Throughout the material below, count each line in which the word "CompactString" appears, then reply with the count only.

-------------------------

//! End-to-end tests of the `mdexpand` binary.

use std::io::Write;
use std::process::{Command, Output};
use std::str;

use tempfile::NamedTempFile;

const NO_SETTINGS: &str = "/this/path/does/not/exist.yml";

fn mdexpand(args: &[&str]) -> Output {
    Command::new(env!("CARGO_BIN_EXE_mdexpand"))
        .args(["--config-path", NO_SETTINGS])
        .args(args)
        .output()
        .expect("Failed to execute mdexpand")
}

fn stdout_of(output: &Output) -> &str {
    str::from_utf8(&output.stdout).expect("Invalid UTF-8")
}

#[test]
fn test_cli_view_range() {
    let mut temp_file = tempfile::Builder::new().suffix(".rs").tempfile().unwrap();
    write!(temp_file, "fn a() {{}}\nfn b() {{}}\nfn c() {{}}\n").unwrap();
    let file_argument = format!("file={}", temp_file.path().display());

    let output = mdexpand(&["view", &file_argument, "start=2", "end=3"]);

    assert!(output.status.success());
    assert_eq!(stdout_of(&output), "```rs\nfn b() {}\nfn c() {}\n\n```\n");
}

#[test]
fn test_cli_execute_blockquote() {
    let output = mdexpand(&["execute", "cmd=echo hello", "attach_cmd=t", "fmt=blockquote"]);

    assert!(output.status.success());
    assert_eq!(stdout_of(&output), "> $ echo hello\n> hello\n> \n");
}

#[test]
fn test_cli_execute_raw() {
    let output = mdexpand(&["--raw", "execute", "cmd=printf 'x\\ny\\n' | sort -r"]);

    assert!(output.status.success());
    assert_eq!(stdout_of(&output), "y\nx\n\n");
}

#[test]
fn test_cli_failing_command_still_succeeds() {
    let output = mdexpand(&["execute", "cmd=echo broken 1>&2; exit 2"]);

    assert!(output.status.success());
    assert_eq!(stdout_of(&output), "```\nbroken\n\n```\n");
}

#[test]
fn test_cli_unknown_action() {
    let output = mdexpand(&["include", "file=a.md"]);

    assert!(output.status.success());
    assert_eq!(stdout_of(&output), "Action=include\n");
}

#[test]
fn test_cli_settings_file_shell_and_flag_override() {
    let mut settings = NamedTempFile::new().unwrap();
    write!(settings, "shell: /this/shell/does/not/exist\n").unwrap();
    let settings_path = settings.path().to_str().unwrap();

    let output = Command::new(env!("CARGO_BIN_EXE_mdexpand"))
        .args(["--config-path", settings_path, "execute", "cmd=echo hi"])
        .output()
        .unwrap();
    assert!(!output.status.success());

    let output = Command::new(env!("CARGO_BIN_EXE_mdexpand"))
        .args(["--config-path", settings_path, "--shell", "/bin/sh", "execute", "cmd=echo hi"])
        .output()
        .unwrap();
    assert!(output.status.success());
    assert_eq!(stdout_of(&output), "```\nhi\n\n```\n");
}

#[test]
fn test_cli_timeout() {
    let output = mdexpand(&["--timeout", "1", "execute", "cmd=exec sleep 10"]);

    assert!(!output.status.success());
    let stderr = str::from_utf8(&output.stderr).unwrap();
    assert!(stderr.contains("did not finish within 1s"));
}

#[test]
fn test_cli_missing_file_fails() {
    let output = mdexpand(&["view", "file=/no/such/file.txt"]);

    assert!(!output.status.success());
    assert!(output.stdout.is_empty());
    let stderr = str::from_utf8(&output.stderr).unwrap();
    assert!(stderr.contains("/no/such/file.txt"));
}

#[test]
fn test_cli_bad_argument_format_fails() {
    let output = mdexpand(&["view", "file"]);

    assert!(!output.status.success());
    let stderr = str::from_utf8(&output.stderr).unwrap();
    assert!(stderr.contains("key=value"));
}

#[test]
fn test_cli_non_numeric_line_fails() {
    let output = mdexpand(&["view", "file=a.txt", "start=first"]);

    assert!(!output.status.success());
    let stderr = str::from_utf8(&output.stderr).unwrap();
    assert!(stderr.contains("start"));
}
//! Argument processing for the mdexpand CLI.
//!
//! Directive arguments are given as `key=value` tokens and collected into the
//! string-keyed map the directive factory expects.

pub mod processing;

pub use processing::process_named_arguments;
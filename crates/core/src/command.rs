//! Typed directives and their rendering.
//!
//! Every directive is built once by [`crate::factory::create`] and is immutable
//! afterwards. Rendering reads files or runs the shell each time it is called;
//! nothing is cached.

use std::fmt::{Display, Formatter};

use itertools::Itertools;
use log::debug;

use crate::error::Result;
use crate::format::OutputFormat;
use crate::lines::read_line_range;
use crate::shell::ShellRunner;

pub const VIEW_ACTION: &str = "view";
pub const EXECUTE_ACTION: &str = "execute";

/// Shows a slice of another file's lines.
#[derive(Debug, Clone, PartialEq, Eq)]
pub struct ViewCommand {
    pub file_path: String,
    /// 1-based, inclusive. Zero together with a zero `end_line` means the whole file.
    pub start_line: usize,
    /// 1-based, inclusive. Clamped to the file's line count when rendering.
    pub end_line: usize,
    pub language: String,
    pub format: OutputFormat,
}

/// Shows the captured output of a shell command line.
#[derive(Debug, Clone, PartialEq, Eq)]
pub struct ExecuteCommand {
    /// Passed verbatim to the shell, never tokenized here.
    pub command_line: String,
    pub attach_command_line: bool,
    pub format: OutputFormat,
}

/// Placeholder for an action this engine does not know.
#[derive(Debug, Clone, PartialEq, Eq)]
pub struct UnknownCommand {
    pub action: String,
}

#[derive(Debug, Clone, PartialEq, Eq)]
pub enum Command {
    View(ViewCommand),
    Execute(ExecuteCommand),
    Unknown(UnknownCommand),
}

impl ViewCommand {
    /// Lines of the selected range followed by one empty line.
    ///
    /// # Errors
    ///
    /// Returns an error if the file cannot be read or the range does not fit
    /// the file.
    pub fn raw_lines(&self) -> Result<Vec<String>> {
        let mut lines = read_line_range(&self.file_path, self.start_line, self.end_line)?;
        debug!("Read {} lines from `{}`", lines.len(), self.file_path);
        lines.push(String::new());
        Ok(lines)
    }

    /// [`ViewCommand::raw_lines`] wrapped in the command's format, tagged with its language.
    ///
    /// # Errors
    ///
    /// See [`ViewCommand::raw_lines`].
    pub fn render_lines(&self) -> Result<Vec<String>> {
        Ok(self.format.wrap(self.raw_lines()?, Some(&self.language)))
    }
}

impl ExecuteCommand {
    /// Captured stdout, then stderr, followed by one empty line.
    ///
    /// The command line is prepended as `$ <command line>` when
    /// `attach_command_line` is set. The executed program's exit status does not
    /// affect the result.
    ///
    /// # Errors
    ///
    /// Returns an error only if the shell itself could not be run.
    pub fn raw_lines(&self, runner: &ShellRunner) -> Result<Vec<String>> {
        let output = runner.run(&self.command_line)?;

        let mut lines = Vec::with_capacity(output.stdout.len() + output.stderr.len() + 2);
        if self.attach_command_line {
            lines.push(format!("$ {}", self.command_line));
        }
        lines.extend(output.stdout);
        lines.extend(output.stderr);
        lines.push(String::new());
        Ok(lines)
    }

    /// [`ExecuteCommand::raw_lines`] wrapped in the command's format.
    ///
    /// # Errors
    ///
    /// See [`ExecuteCommand::raw_lines`].
    pub fn render_lines(&self, runner: &ShellRunner) -> Result<Vec<String>> {
        Ok(self.format.wrap(self.raw_lines(runner)?, None))
    }
}

impl UnknownCommand {
    #[must_use]
    pub fn raw_lines(&self) -> Vec<String> {
        vec![format!("Action={}", self.action)]
    }
}

impl Command {
    /// The action name this command was created from.
    #[must_use]
    pub fn action(&self) -> &str {
        match self {
            Command::View(_) => VIEW_ACTION,
            Command::Execute(_) => EXECUTE_ACTION,
            Command::Unknown(unknown) => &unknown.action,
        }
    }

    /// Output lines before any format wrapping.
    ///
    /// # Errors
    ///
    /// Returns an error if a view's file cannot be read, its range is invalid,
    /// or the shell for an execute cannot be run.
    pub fn raw_lines(&self, runner: &ShellRunner) -> Result<Vec<String>> {
        match self {
            Command::View(view) => view.raw_lines(),
            Command::Execute(execute) => execute.raw_lines(runner),
            Command::Unknown(unknown) => Ok(unknown.raw_lines()),
        }
    }

    /// Renders with the default [`ShellRunner`].
    ///
    /// # Errors
    ///
    /// See [`Command::raw_lines`].
    pub fn render_lines(&self) -> Result<Vec<String>> {
        self.render_lines_with(&ShellRunner::default())
    }

    /// Output lines wrapped in the command's format. Unknown actions are never wrapped.
    ///
    /// # Errors
    ///
    /// See [`Command::raw_lines`].
    pub fn render_lines_with(&self, runner: &ShellRunner) -> Result<Vec<String>> {
        match self {
            Command::View(view) => view.render_lines(),
            Command::Execute(execute) => execute.render_lines(runner),
            Command::Unknown(unknown) => Ok(unknown.raw_lines()),
        }
    }

    /// Rendered lines joined with newlines, ready to splice into a document.
    ///
    /// # Errors
    ///
    /// See [`Command::raw_lines`].
    pub fn render(&self, runner: &ShellRunner) -> Result<String> {
        Ok(self.render_lines_with(runner)?.join("\n"))
    }
}

fn quote(value: &str) -> String {
    if value.is_empty() || value.contains(char::is_whitespace) {
        format!("{value:?}")
    } else {
        value.to_string()
    }
}

impl Display for ViewCommand {
    fn fmt(&self, formatter: &mut Formatter<'_>) -> std::fmt::Result {
        write!(
            formatter,
            "{VIEW_ACTION} file={} start={} end={} lang={} fmt={}",
            quote(&self.file_path),
            self.start_line,
            self.end_line,
            quote(&self.language),
            self.format.as_str()
        )
    }
}

impl Display for ExecuteCommand {
    fn fmt(&self, formatter: &mut Formatter<'_>) -> std::fmt::Result {
        let mut arguments = vec![format!("cmd={}", quote(&self.command_line))];
        if self.attach_command_line {
            arguments.push("attach_cmd=t".to_string());
        }
        arguments.push(format!("fmt={}", self.format.as_str()));

        write!(formatter, "{EXECUTE_ACTION} {}", arguments.iter().join(" "))
    }
}

impl Display for UnknownCommand {
    fn fmt(&self, formatter: &mut Formatter<'_>) -> std::fmt::Result {
        formatter.write_str(&self.action)
    }
}

impl Display for Command {
    fn fmt(&self, formatter: &mut Formatter<'_>) -> std::fmt::Result {
        match self {
            Command::View(view) => view.fmt(formatter),
            Command::Execute(execute) => execute.fmt(formatter),
            Command::Unknown(unknown) => unknown.fmt(formatter),
        }
    }
}
//! Reading files and extracting inclusive, 1-based line ranges.

use std::fs;

use log::debug;

use crate::error::{Error, Result};

/// Reads the file at `path` and returns its lines without terminators.
///
/// # Errors
///
/// Returns [`Error::Io`] if the file cannot be read or is not valid UTF-8.
pub fn read_lines(path: &str) -> Result<Vec<String>> {
    let content =
        fs::read_to_string(path).map_err(|e| Error::io_error("view", path, e))?;

    Ok(content.lines().map(ToString::to_string).collect())
}

/// Selects lines `start..=end` (1-based) from `lines`.
///
/// A zero `start` means "from the first line" and a zero `end` means "through
/// the last line", so `0, 0` selects everything. An `end` past the last line is
/// clamped.
///
/// # Errors
///
/// - [`Error::InvalidLineRange`] if both bounds are set and `start > end`
/// - [`Error::LineOutOfRange`] if `start` is past the last line
pub fn slice_lines(lines: Vec<String>, path: &str, start: usize, end: usize) -> Result<Vec<String>> {
    if start == 0 && end == 0 {
        return Ok(lines);
    }

    if start > 0 && end > 0 && start > end {
        return Err(Error::InvalidLineRange { start, end });
    }

    let line_count = lines.len();
    if start > line_count {
        return Err(Error::line_out_of_range(path, start, line_count));
    }

    let first = start.max(1);
    let last = if end == 0 { line_count } else { end.min(line_count) };

    if last < end {
        debug!("Clamped end line {end} of `{path}` to {last}");
    }

    Ok(lines
        .into_iter()
        .skip(first - 1)
        .take(last + 1 - first)
        .collect())
}

/// Reads `path` and returns the requested line range.
///
/// # Errors
///
/// Returns an error if the file cannot be read or the range is invalid for
/// this file, see [`read_lines`] and [`slice_lines`].
pub fn read_line_range(path: &str, start: usize, end: usize) -> Result<Vec<String>> {
    let lines = read_lines(path)?;
    slice_lines(lines, path, start, end)
}
use clap::Parser;
use log::debug;
use mdexpand_core::config::{get_config_path, load_settings};
use mdexpand_core::error::{Error, Result};
use mdexpand_core::factory;
use std::io::{stdout, Write};
use std::process::ExitCode;

use mdexpand_cli::arguments::process_named_arguments;
use mdexpand_cli::cli_args::Args;

fn execute() -> Result<()> {
    let args = Args::parse();

    let config_path = get_config_path(&args.config_path);
    debug!("Config path: `{}`", config_path);

    let settings = load_settings(&config_path)?.merge(args.settings_overrides());
    let runner = settings.shell_runner();

    let arguments = process_named_arguments(&args.arguments)?;
    let command = factory::create(&args.action, &arguments)?;

    let lines = if args.raw {
        command.raw_lines(&runner)?
    } else {
        command.render_lines_with(&runner)?
    };

    let mut stdout = stdout().lock();
    for line in lines {
        writeln!(stdout, "{line}").map_err(Error::Stdio)?;
    }
    stdout.flush().map_err(Error::Stdio)?;

    Ok(())
}

fn main() -> ExitCode {
    env_logger::init();

    match execute() {
        Ok(()) => ExitCode::SUCCESS,
        Err(e) => {
            eprintln!("{e}");
            ExitCode::FAILURE
        }
    }
}
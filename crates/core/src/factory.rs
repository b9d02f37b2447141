//! Building typed commands from an action name and loosely-typed arguments.
//!
//! | Action    | Key          | Default              |
//! |-----------|--------------|----------------------|
//! | `view`    | `file`       | empty path           |
//! | `view`    | `start`      | `0`                  |
//! | `view`    | `end`        | `0`                  |
//! | `view`    | `lang`       | extension of `file`  |
//! | `view`    | `fmt`        | `code`               |
//! | `execute` | `cmd`        | empty command line   |
//! | `execute` | `attach_cmd` | off unless non-empty |
//! | `execute` | `fmt`        | `code`               |

use std::collections::HashMap;
use std::hash::BuildHasher;
use std::path::Path;

use log::debug;

use crate::command::{
    Command, ExecuteCommand, UnknownCommand, ViewCommand, EXECUTE_ACTION, VIEW_ACTION,
};
use crate::error::{Error, Result};
use crate::format::OutputFormat;

pub const FILE_KEY: &str = "file";
pub const START_KEY: &str = "start";
pub const END_KEY: &str = "end";
pub const LANGUAGE_KEY: &str = "lang";
pub const FORMAT_KEY: &str = "fmt";
pub const COMMAND_KEY: &str = "cmd";
pub const ATTACH_COMMAND_KEY: &str = "attach_cmd";

/// Creates the command for `action` from `arguments`.
///
/// Missing arguments fall back to their defaults and unrecognized actions
/// become [`Command::Unknown`], ignoring every argument.
///
/// # Errors
///
/// Returns [`Error::InvalidNumber`] if `start` or `end` is present but is not a
/// non-negative decimal integer.
///
/// # Examples
///
/// ```
/// use std::collections::HashMap;
/// use mdexpand_core::command::Command;
/// use mdexpand_core::factory::create;
///
/// let arguments = HashMap::from([("cmd".to_string(), "echo hello".to_string())]);
/// let command = create("execute", &arguments)?;
/// assert!(matches!(command, Command::Execute(_)));
/// # Ok::<(), mdexpand_core::error::Error>(())
/// ```
pub fn create<S: BuildHasher>(action: &str, arguments: &HashMap<String, String, S>) -> Result<Command> {
    let command = match action {
        VIEW_ACTION => Command::View(create_view(arguments)?),
        EXECUTE_ACTION => Command::Execute(create_execute(arguments)),
        _ => Command::Unknown(UnknownCommand {
            action: action.to_string(),
        }),
    };

    debug!("Created command: {}", command);
    Ok(command)
}

fn create_view<S: BuildHasher>(arguments: &HashMap<String, String, S>) -> Result<ViewCommand> {
    let file_path = get_string(arguments, FILE_KEY);
    let language = match arguments.get(LANGUAGE_KEY) {
        Some(language) => language.clone(),
        None => default_language(&file_path),
    };

    Ok(ViewCommand {
        start_line: get_line_number(arguments, START_KEY)?,
        end_line: get_line_number(arguments, END_KEY)?,
        language,
        format: get_format(arguments),
        file_path,
    })
}

fn create_execute<S: BuildHasher>(arguments: &HashMap<String, String, S>) -> ExecuteCommand {
    ExecuteCommand {
        command_line: get_string(arguments, COMMAND_KEY),
        attach_command_line: get_flag(arguments, ATTACH_COMMAND_KEY),
        format: get_format(arguments),
    }
}

/// The extension of `file_path` without the dot, or empty if it has none.
#[must_use]
pub fn default_language(file_path: &str) -> String {
    Path::new(file_path)
        .extension()
        .map(|extension| extension.to_string_lossy().to_string())
        .unwrap_or_default()
}

fn get_string<S: BuildHasher>(arguments: &HashMap<String, String, S>, key: &str) -> String {
    arguments.get(key).cloned().unwrap_or_default()
}

fn get_flag<S: BuildHasher>(arguments: &HashMap<String, String, S>, key: &str) -> bool {
    arguments.get(key).is_some_and(|value| !value.is_empty())
}

fn get_format<S: BuildHasher>(arguments: &HashMap<String, String, S>) -> OutputFormat {
    OutputFormat::from_arg(arguments.get(FORMAT_KEY).map(String::as_str))
}

fn get_line_number<S: BuildHasher>(arguments: &HashMap<String, String, S>, key: &str) -> Result<usize> {
    let Some(value) = arguments.get(key) else {
        return Ok(0);
    };

    value.trim().parse::<usize>().map_err(|_| Error::InvalidNumber {
        key: key.to_string(),
        value: value.clone(),
    })
}
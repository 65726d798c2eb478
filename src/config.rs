use core::fmt;
use std::path::PathBuf;

use compact_str::{CompactString, format_compact};
use reqwest::Url;

pub mod constants {
    use core::time::Duration;

    macro_rules! env_or_default {
        ($name:expr, $default:expr) => {
            if let Some(s) = option_env!($name) {
                s
            } else {
                $default
            }
        };
    }

    pub const MEMBER_BASE: &str =
        env_or_default!("CHAMP_MEMBER_BASE", "https://member.hackers.com");
    pub const CHAMP_BASE: &str = env_or_default!("CHAMP_BASE", "https://champ.hackers.com");
    pub const SERVICE_ID: &str = "3090";
    pub const DEFAULT_ODRI_ID: &str = "1493945512";
    pub const COOKIE_FILE_NAME: &str = "champ_attendance_cookies.json";

    pub const REQUEST_TIMEOUT: Duration = Duration::from_secs(10);
    pub const CONNECT_TIMEOUT: Duration = Duration::from_secs(8);
}

/// Login identifier and secret; immutable once read.
#[derive(Clone)]
pub struct Credentials {
    pub login_id: CompactString,
    password: String,
}

impl Credentials {
    pub fn new(login_id: impl Into<CompactString>, password: impl Into<String>) -> Self {
        Self {
            login_id: login_id.into(),
            password: password.into(),
        }
    }

    #[inline]
    pub fn password(&self) -> &str {
        &self.password
    }
}

impl fmt::Debug for Credentials {
    fn fmt(&self, f: &mut fmt::Formatter<'_>) -> fmt::Result {
        f.debug_struct("Credentials")
            .field("login_id", &self.login_id)
            .field("password", &"<redacted>")
            .finish()
    }
}

/// Every URL the session talks to.
#[derive(Debug, Clone)]
pub struct Endpoints {
    pub login_page: String,
    pub login_post: String,
    pub account: String,
    pub home: String,
    /// JSON endpoint consulted when the account page has no `cal_list`.
    pub ajax: Option<String>,
}

impl Endpoints {
    /// Production endpoints for the given lecture resource id.
    pub fn production(odri_id: &str) -> Self {
        use constants::{CHAMP_BASE, MEMBER_BASE};
        Self::with_bases(MEMBER_BASE, CHAMP_BASE, odri_id)
    }

    /// Same layout as production, rooted at arbitrary origins.
    pub fn with_bases(member: &str, champ: &str, odri_id: &str) -> Self {
        let home = format!("{champ}/");
        let login_post = format!("{member}/login");
        let query = [("service_id", constants::SERVICE_ID), ("return_url", home.as_str())];
        Self {
            login_page: Url::parse_with_params(&login_post, query)
                .map_or_else(|_| login_post.clone(), String::from),
            login_post,
            account: format!(
                "{champ}/?r=champstudy&c=mypage/my_lec/my_lec_refund\
                 &sub=refund_class_view&odri_id={odri_id}"
            ),
            ajax: Some(home.clone()),
            home,
        }
    }

    #[must_use]
    pub fn without_ajax(mut self) -> Self {
        self.ajax = None;
        self
    }

    /// Origin (scheme + host) of the login service, sent as `Origin`.
    pub fn login_origin(&self) -> CompactString {
        Url::parse(&self.login_post).map_or_else(
            |_| CompactString::default(),
            |u| format_compact!("{}", u.origin().ascii_serialization()),
        )
    }
}

/// `<cache_dir>/champ_attendance_cookies.json`, or the working directory when
/// the platform has no cache directory.
pub fn default_cookie_path() -> PathBuf {
    dirs::cache_dir()
        .unwrap_or_default()
        .join(constants::COOKIE_FILE_NAME)
}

-------------------------

** RESULT FOR THIS EXERCISE **
5